The Government also released an Allocation Order (AO) for native forest timber, which allowed VicForests to release its Timber Release Plan (TRP). This provides detail on which coupes can be potentially harvested, subject to forest protection surveys, operational assessment and consultation with stakeholders. The AO reduces the overall area of native forest available for harvesting by 5000 hectares.
The Victorian Association of Forest Industries said the AO and TRP came nine months after the due date.
“That’s nine months that contractors, saw millers and workers in the native timber industry have endured frustration and been subject to extreme personal and financial pressures,” VAFI said.
The reduction of harvestable area by 5000 hectares also raised questions about VicForests’ ability to meet its existing contracts.
“Further reductions in timber supply only serves to undermine already vulnerable businesses… Our industry deserves better,” the association said.
The Opposition shadow assistant spokesman on forestry, Gary Blackwood, said while the TRP enabled VicForests to resume harvesting for the rest of the season, there was no guarantee sawmill customers would receive their full allocation by the end of June.
“Some sawmills will have to stand down employees when they run out of logs in September/October this year,” he said.
Mr Blackwood said removing another 5000 ha from production before the RFA review was completed made a mockery of the RFA.
“It’s another indication that the Minister for the Environment, Lily D’Ambrosio, is ignoring the scientific process and is instead taking direction from extreme Green groups,” he said.
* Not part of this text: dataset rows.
//! Summarization gateway policy and the Gemini backend.

mod common;

use std::sync::Arc;
use std::time::Duration;

use anyhow::anyhow;
use async_trait::async_trait;
use common::ScriptedSummarizer;
use mockito::Matcher;
use serde_json::json;
use webwatcher::change_detector::ChangeDetector;
use webwatcher::summarizer::{
    FALLBACK_SUMMARY, GeminiSummarizer, SummarizationGateway, Summarizer, SummaryRequest,
};

fn price_change() -> SummaryRequest {
    let diff = ChangeDetector::default().detect("Price: $10", "Price: $12");
    SummaryRequest::changes(&diff, Some("price"))
}

fn gateway(backend: Arc<ScriptedSummarizer>) -> SummarizationGateway {
    SummarizationGateway::new(backend, Duration::ZERO, Duration::from_secs(5))
}

#[tokio::test]
async fn first_success_is_returned_trimmed() {
    let backend = Arc::new(ScriptedSummarizer::always("  Price rose to $12.\n"));

    let summary = gateway(backend.clone()).summarize(&price_change()).await;

    assert_eq!(summary, "Price rose to $12.");
    assert_eq!(backend.calls(), 1);
    let prompt = &backend.prompts()[0];
    assert!(prompt.contains("- Price: $10\n+ Price: $12"));
    assert!(prompt.contains("price"));
}

#[tokio::test]
async fn one_failure_is_retried() {
    let backend = Arc::new(
        ScriptedSummarizer::always("Price rose.").then(Err(anyhow!("503 from upstream"))),
    );

    let summary = gateway(backend.clone()).summarize(&price_change()).await;

    assert_eq!(summary, "Price rose.");
    assert_eq!(backend.calls(), 2);
}

#[tokio::test]
async fn two_failures_yield_fallback_without_third_attempt() {
    let backend = Arc::new(
        ScriptedSummarizer::always("never reached")
            .then(Err(anyhow!("boom")))
            .then(Ok("   ".to_string())),
    );

    let summary = gateway(backend.clone()).summarize(&price_change()).await;

    assert_eq!(summary, FALLBACK_SUMMARY);
    assert_eq!(backend.calls(), 2);
}

struct Hanging;

#[async_trait]
impl Summarizer for Hanging {
    async fn summarize(&self, _prompt: &str) -> anyhow::Result<String> {
        tokio::time::sleep(Duration::from_secs(3600)).await;
        Ok("too late".to_string())
    }
}

#[tokio::test(start_paused = true)]
async fn hung_backend_times_out_into_fallback() {
    let gateway = SummarizationGateway::new(
        Arc::new(Hanging),
        Duration::from_secs(2),
        Duration::from_secs(60),
    );

    let summary = gateway.summarize(&price_change()).await;

    assert_eq!(summary, FALLBACK_SUMMARY);
}

#[tokio::test]
async fn gemini_posts_prompt_with_key_header() {
    let mut server = mockito::Server::new_async().await;
    let mock = server
        .mock("POST", "/v1beta/models/gemini-1.5-flash:generateContent")
        .match_header("x-goog-api-key", "test-key")
        .match_body(Matcher::PartialJson(json!({
            "contents": [{ "parts": [{ "text": "summarize this" }] }]
        })))
        .with_status(200)
        .with_header("content-type", "application/json")
        .with_body(
            json!({
                "candidates": [{
                    "content": { "parts": [{ "text": "- Price rose" }, { "text": " to $12" }] }
                }]
            })
            .to_string(),
        )
        .create_async()
        .await;

    let backend = GeminiSummarizer::new("test-key", "gemini-1.5-flash", &server.url()).unwrap();
    let summary = backend.summarize("summarize this").await.unwrap();

    assert_eq!(summary, "- Price rose to $12");
    mock.assert_async().await;
}

#[tokio::test]
async fn gemini_error_status_is_an_error() {
    let mut server = mockito::Server::new_async().await;
    let _mock = server
        .mock("POST", Matcher::Any)
        .with_status(500)
        .with_body("internal")
        .create_async()
        .await;

    let backend = GeminiSummarizer::new("k", "gemini-1.5-flash", &server.url()).unwrap();
    let err = backend.summarize("p").await.unwrap_err();

    assert!(err.to_string().contains("500"));
}

#[tokio::test]
async fn gemini_response_without_text_is_an_error() {
    let mut server = mockito::Server::new_async().await;
    let _mock = server
        .mock("POST", Matcher::Any)
        .with_status(200)
        .with_header("content-type", "application/json")
        .with_body(r#"{"candidates": []}"#)
        .create_async()
        .await;

    let backend = GeminiSummarizer::new("k", "gemini-1.5-flash", &server.url()).unwrap();

    assert!(backend.summarize("p").await.is_err());
}
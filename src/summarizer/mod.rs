//! Summarization gateway
//!
//! Turns a diff into a short natural-language summary through a
//! [`Summarizer`] backend. The gateway owns the failure policy: each attempt
//! is time-boxed, a failed attempt is retried exactly once after a fixed
//! backoff, and a second failure yields [`FALLBACK_SUMMARY`]. Callers always
//! get a string back.

pub mod gemini;
pub mod prompt;

use std::sync::Arc;
use std::time::Duration;

use anyhow::Result;
use async_trait::async_trait;
use log::warn;

use crate::change_detector::DiffResult;

pub use gemini::GeminiSummarizer;
pub use prompt::build_prompt;

/// Substring a summarizer returns when a diff is not worth reporting.
pub const NO_SIGNIFICANT_CHANGES: &str = "No significant changes";

/// Summary used when the backend failed twice.
pub const FALLBACK_SUMMARY: &str = "Manual check required due to summarization error.";

const MAX_ATTEMPTS: u32 = 2;

/// Text-completion backend.
#[async_trait]
pub trait Summarizer: Send + Sync {
    async fn summarize(&self, prompt: &str) -> Result<String>;
}

#[derive(Debug, Clone, Copy, PartialEq, Eq)]
pub enum SummaryKind {
    /// First scan: there is no previous version to compare against.
    Baseline,
    Changes,
}

/// Everything the prompt is built from. Only the diff is sent, never the
/// full page texts.
#[derive(Debug, Clone, PartialEq)]
pub struct SummaryRequest {
    pub kind: SummaryKind,
    pub diff: String,
    pub truncated: bool,
    pub focus_note: Option<String>,
}

impl SummaryRequest {
    #[must_use]
    pub fn baseline(diff: &DiffResult, focus_note: Option<&str>) -> Self {
        Self::new(SummaryKind::Baseline, diff, focus_note)
    }

    #[must_use]
    pub fn changes(diff: &DiffResult, focus_note: Option<&str>) -> Self {
        Self::new(SummaryKind::Changes, diff, focus_note)
    }

    fn new(kind: SummaryKind, diff: &DiffResult, focus_note: Option<&str>) -> Self {
        Self {
            kind,
            diff: diff.text().to_string(),
            truncated: diff.is_truncated(),
            focus_note: focus_note.map(str::to_owned),
        }
    }
}

/// Whether a summary is the "nothing worth reporting" verdict.
///
/// Case-sensitive substring test; the fallback summary is not a verdict and
/// therefore counts as significant.
#[must_use]
pub fn is_insignificant(summary: &str) -> bool {
    summary.contains(NO_SIGNIFICANT_CHANGES)
}

pub struct SummarizationGateway {
    backend: Arc<dyn Summarizer>,
    backoff: Duration,
    attempt_timeout: Duration,
}

impl SummarizationGateway {
    #[must_use]
    pub fn new(backend: Arc<dyn Summarizer>, backoff: Duration, attempt_timeout: Duration) -> Self {
        Self {
            backend,
            backoff,
            attempt_timeout,
        }
    }

    pub async fn summarize(&self, request: &SummaryRequest) -> String {
        let prompt = build_prompt(request);

        for attempt in 1..=MAX_ATTEMPTS {
            match tokio::time::timeout(self.attempt_timeout, self.backend.summarize(&prompt)).await {
                Ok(Ok(summary)) if !summary.trim().is_empty() => return summary.trim().to_string(),
                Ok(Ok(_)) => warn!(
                    target: "webwatcher::summarizer",
                    "Summarizer returned an empty summary (attempt {attempt}/{MAX_ATTEMPTS})"
                ),
                Ok(Err(e)) => warn!(
                    target: "webwatcher::summarizer",
                    "Summarization failed (attempt {attempt}/{MAX_ATTEMPTS}): {e:#}"
                ),
                Err(_) => warn!(
                    target: "webwatcher::summarizer",
                    "Summarization timed out after {:?} (attempt {attempt}/{MAX_ATTEMPTS})",
                    self.attempt_timeout
                ),
            }

            if attempt < MAX_ATTEMPTS {
                tokio::time::sleep(self.backoff).await;
            }
        }

        FALLBACK_SUMMARY.to_string()
    }
}

#[cfg(test)]
mod tests {
    use super::*;

    #[test]
    fn sentinel_test_is_case_sensitive_substring() {
        assert!(is_insignificant("No significant changes"));
        assert!(is_insignificant("Verdict: No significant changes detected."));
        assert!(!is_insignificant("no significant changes"));
        assert!(!is_insignificant(FALLBACK_SUMMARY));
    }
}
Mr Blackwood said establishment of the 550ha plantation was too little too late.
“The $110 million has been on the table since 2017 and nothing has been done, which means Australian Paper could be dangerously exposed to a massive supply shortfall when their Legislated Supply Agreement expires in 2030, with no guarantee the plantation resource will be ready for harvest,” he said.
“The plantation plan will not provide a transition away from native forest harvesting for sawlogs as promised and continues to leave the industry exposed to the unwarranted demands of Green groups to end logging.”
VAFI said the plantation announcement raised serious questions that needed immediate answers. “VicForests is responsible for native forest management, not plantations,” the association said, questioning why the government’s state-owned enterprise was competing against private enterprise.
“Private plantation owners and managers have the technical expertise and access to capital markets. More importantly, it has the capability to leverage this money to attract more funds and contribute to the establishment of a significant, world-class plantation estate in Gippsland,” VAFI said.
“The proposed new plantations …cannot supply the high-quality hardwood timber that has been removed from state forest supply. The Victorian forest industry needs a long-term plan that integrates native and plantation timber.”
VAFI said the industry needed assurance that the RFA would not further reduce access to timber resources.
Ms Symes said the Government was providing certainty for the timber industry and the jobs it supports with the AO and the new plantations. The AO would ensure supply for the coming year “while a long-term sustainable industry pathway is developed”.
“Importantly, the order includes improves spatial data – boosting the capacity of the Department of Environment, Land, Water and Planning to enforce logging regulations and protect Victoria’s native forests,” she said.
Of the 7.1 million hectares of public forests in Australia, about 94% is protected in parks, reserves or is unsuitable for timber harvesting. VicForests harvests about 3000 ha per year, or 0.04% of that area. That is equivalent to four trees in 10,000.